Exercise prompt: From the entries that follow, pick out all lines holding "serenity".

Supplied data:
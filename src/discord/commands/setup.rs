// Admin commands for per-guild points configuration.
//
// Every subcommand writes a partial update, so setting one value never
// clears another.

use crate::core::points::{Category, ConfigUpdate, MS_PER_HOUR};
use crate::discord::commands::points::CategoryChoice;
use crate::discord::formatter::{category_emoji, format_cooldown, COLOR_INFO};
use crate::discord::{Context, Error};
use poise::serenity_prelude as serenity;

/// Configure check-ins, audit logging and cooldowns.
#[poise::command(
    slash_command,
    guild_only,
    required_permissions = "ADMINISTRATOR",
    subcommands("status", "checkins_channel", "audit_channel", "cooldown")
)]
pub async fn setup(_ctx: Context<'_>) -> Result<(), Error> {
    Ok(())
}

/// Show the current points configuration.
#[poise::command(slash_command, guild_only, required_permissions = "ADMINISTRATOR")]
pub async fn status(ctx: Context<'_>) -> Result<(), Error> {
    let guild_id = ctx.guild_id().ok_or("Must be in a guild")?.get();
    let points = &ctx.data().points;
    let config = points.get_config(guild_id).await?;

    let channel_mention = |id: Option<u64>| {
        id.map(|id| format!("<#{}>", id))
            .unwrap_or_else(|| "Not set".to_string())
    };

    let mut cooldown_lines = Vec::with_capacity(Category::ALL.len());
    for category in Category::ALL {
        let duration = points.effective_cooldown(guild_id, category).await?;
        let overridden = config
            .cooldown_overrides_ms
            .get(category)
            .is_some_and(|ms| ms > 0);
        cooldown_lines.push(format!(
            "{} {}: {}{}",
            category_emoji(category),
            category.label(),
            format_cooldown(duration),
            if overridden { " (custom)" } else { "" }
        ));
    }

    let point_lines = points
        .rules()
        .points
        .iter()
        .map(|(category, value)| {
            format!(
                "{} {}: {}",
                category_emoji(category),
                category.label(),
                value
            )
        })
        .collect::<Vec<_>>()
        .join("\n");

    let embed = serenity::CreateEmbed::default()
        .title("Points Configuration")
        .color(COLOR_INFO)
        .field(
            "Check-ins Channel",
            channel_mention(config.checkins_channel_id),
            true,
        )
        .field("Audit Channel", channel_mention(config.audit_channel_id), true)
        .field("Cooldowns", cooldown_lines.join("\n"), false)
        .field("Points per Claim", point_lines, false)
        .footer(serenity::CreateEmbedFooter::new(format!(
            "Guild ID: {}",
            guild_id
        )))
        .timestamp(serenity::Timestamp::now());

    ctx.send(poise::CreateReply::default().embed(embed)).await?;
    Ok(())
}

/// Select the channel watched for check-in messages.
#[poise::command(slash_command, guild_only, required_permissions = "ADMINISTRATOR")]
pub async fn checkins_channel(
    ctx: Context<'_>,
    #[description = "Channel where members post check-ins"] channel: serenity::Channel,
) -> Result<(), Error> {
    let guild_id = ctx.guild_id().ok_or("Must be in a guild")?.get();
    let channel_id = channel.id().get();

    ctx.data()
        .points
        .update_config(guild_id, ConfigUpdate::checkins_channel(channel_id))
        .await?;
    ctx.say(format!("✅ Check-ins channel set to <#{}>.", channel_id))
        .await?;
    Ok(())
}

/// Select the channel that receives award notifications.
#[poise::command(slash_command, guild_only, required_permissions = "ADMINISTRATOR")]
pub async fn audit_channel(
    ctx: Context<'_>,
    #[description = "Channel for award notifications"] channel: serenity::Channel,
) -> Result<(), Error> {
    let guild_id = ctx.guild_id().ok_or("Must be in a guild")?.get();
    let channel_id = channel.id().get();

    ctx.data()
        .points
        .update_config(guild_id, ConfigUpdate::audit_channel(channel_id))
        .await?;
    ctx.say(format!("✅ Audit channel set to <#{}>.", channel_id))
        .await?;
    Ok(())
}

/// Change how long members wait between claims for an activity.
#[poise::command(slash_command, guild_only, required_permissions = "ADMINISTRATOR")]
pub async fn cooldown(
    ctx: Context<'_>,
    #[description = "Activity category"] category: CategoryChoice,
    #[description = "Cooldown in hours"]
    #[min = 0]
    #[max = 720]
    hours: u32,
) -> Result<(), Error> {
    let guild_id = ctx.guild_id().ok_or("Must be in a guild")?.get();
    let category = Category::from(category);

    let config = ctx
        .data()
        .points
        .set_cooldown_hours(guild_id, category, hours)
        .await?;

    let reply = if hours == 0 {
        let current = config
            .cooldown_overrides_ms
            .get(category)
            .map(|ms| format!("{} hours", ms / MS_PER_HOUR))
            .unwrap_or_else(|| "the default".to_string());
        format!(
            "A 0-hour cooldown isn't supported; {} stays at {}.",
            category.label(),
            current
        )
    } else {
        format!(
            "✅ {} cooldown set to {} hour{}.",
            category.label(),
            hours,
            if hours == 1 { "" } else { "s" }
        )
    };

    ctx.say(reply).await?;
    Ok(())
}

Task response:
use poise::serenity_prelude as serenity;
    let embed = serenity::CreateEmbed::default()
        .footer(serenity::CreateEmbedFooter::new(format!(
        .timestamp(serenity::Timestamp::now());
    #[description = "Channel where members post check-ins"] channel: serenity::Channel,
    #[description = "Channel for award notifications"] channel: serenity::Channel,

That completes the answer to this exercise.